Nearly 700 professors at the University of North Carolina Chapel Hill have signed a letter opposing legislation that would require students to take courses on America’s founding documents.
673 professors at UNC Chapel Hill called proposed bills “overreach” that “violate[s] the principles of academic freedom” in a letter authored by History Professor Jay M. Smith and Law Professor Maxine Eichner.
North Carolina HB715 would eliminate faculty tenure, and replace it with one to four-year contracts, and HB96 seeks to require college students to take at least 3 credits of an American Government and History course to earn a diploma. Students would be required to read founding documents such as the Constitution of the United States of America, the Declaration of Independence, the Emancipation Proclamation, the Federalist Papers, Dr. Martin Luther King Jr.’s Letter from Birmingham Jail, and the Gettysburg Address.
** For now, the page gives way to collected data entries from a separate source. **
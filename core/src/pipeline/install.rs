//! Package installation: download, extract permanently, clean up.

use std::path::{Path, PathBuf};
use std::sync::Arc;

use romhub_shared::sanitize_path_component;
use tokio_util::sync::CancellationToken;
use tracing::{info, warn};

use super::PipelineError;
use crate::archive::{ArchiveError, ArchiveExtractor, ArchiveKind};
use crate::download::{DownloadManager, DownloadOutcome, ProgressSender};
use crate::fsutil::remove_file_if_exists;

const MAX_ARTIFACT_NAME_CHARS: usize = 96;

#[derive(Debug, Clone, PartialEq, Eq)]
pub struct InstallReport {
    pub url: String,
    pub install_dir: PathBuf,
    /// Size of the downloaded archive
    pub bytes: u64,
}

/// Installs emulator packages, cores and asset packs from a URL.
#[derive(Debug, Clone)]
pub struct PackageInstaller {
    downloads: DownloadManager,
    extractor: Arc<ArchiveExtractor>,
    downloads_dir: PathBuf,
}

impl PackageInstaller {
    pub fn new(
        downloads: DownloadManager,
        extractor: Arc<ArchiveExtractor>,
        downloads_dir: impl Into<PathBuf>,
    ) -> Self {
        Self {
            downloads,
            extractor,
            downloads_dir: downloads_dir.into(),
        }
    }

    /// Download `url` and extract it into `install_dir`.
    ///
    /// The downloaded archive is deleted afterwards whether or not extraction
    /// succeeded; nothing half-downloaded is ever left behind.
    pub async fn install(
        &self,
        url: &str,
        install_dir: &Path,
        cancel: CancellationToken,
        progress: Option<ProgressSender>,
    ) -> Result<InstallReport, PipelineError> {
        let artifact = self.downloads_dir.join(artifact_name(url));
        // Reject unknown formats before spending bandwidth on them
        if ArchiveKind::from_path(&artifact).is_none() {
            return Err(ArchiveError::Unsupported { path: artifact }.into());
        }

        let report = match self
            .downloads
            .download(url, &artifact, cancel, progress)
            .await?
        {
            DownloadOutcome::Completed(report) => report,
            DownloadOutcome::Canceled => return Err(PipelineError::Canceled),
        };

        let extracted = self
            .extractor
            .extract_to_destination(&artifact, install_dir)
            .await;
        if let Err(e) = remove_file_if_exists(&artifact).await {
            warn!("Failed to remove {}: {}", artifact.display(), e);
        }
        extracted?;

        info!("Installed {} into {}", url, install_dir.display());
        Ok(InstallReport {
            url: url.to_string(),
            install_dir: install_dir.to_path_buf(),
            bytes: report.bytes,
        })
    }
}

/// A unique local file name for the artifact at `url`.
///
/// Keeps the last path segment (and so the extension) so the archive kind can
/// be detected; a random prefix keeps concurrent installs apart.
pub(crate) fn artifact_name(url: &str) -> String {
    let path = url.split(['?', '#']).next().unwrap_or(url);
    let segment = path.rsplit('/').next().unwrap_or(path);
    let name = sanitize_path_component(segment, MAX_ARTIFACT_NAME_CHARS, "package");
    format!("{:08x}-{}", rand::random::<u32>(), name)
}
Earlier this year, the Board of Governors (BoG) at UNC Chapel Hill eliminated diversity, equity, and inclusion (DEI) declarations — a move the 673 professors called an “attack” that “violate[s] the First Amendment and interfere[s] with the unfettered pursuit of truth and enlightenment.” The BoG, however, said they were excluding the DEI statements from hiring and admissions standards citing concerns regarding “compelled speech.”
“Requiring a statement from an employee or applicant for academic admission or employment to demonstrate an ideological commitment cuts against the constitutional rights afforded within the First Amendment of the U.S. Constitution.”
General Counsel to the UNC System Andrew Tripp — Campus Reform
The letter continues by accusing the BoG and state legislators of “continu[ing] to disregard campus autonomy, attack the expertise and independence of world-class faculty, and seek to force students’ educations into pre-approved ideological containers.”
Smith, who co-authored the letter, lamented that if the legislation were to pass, removing tenure protection for professors for “no good reason,” would halt all discussion surrounding “reproductive health care and climate change” in the classroom.
Another professor who signed the opposition letter claimed, “They want UNC to be a whiter campus, both at the faculty level and ultimately among the student body.”
All 673 professors and UNC-Chapel Hill faculty have been added to Turning Point USA’s Professor Watchlist.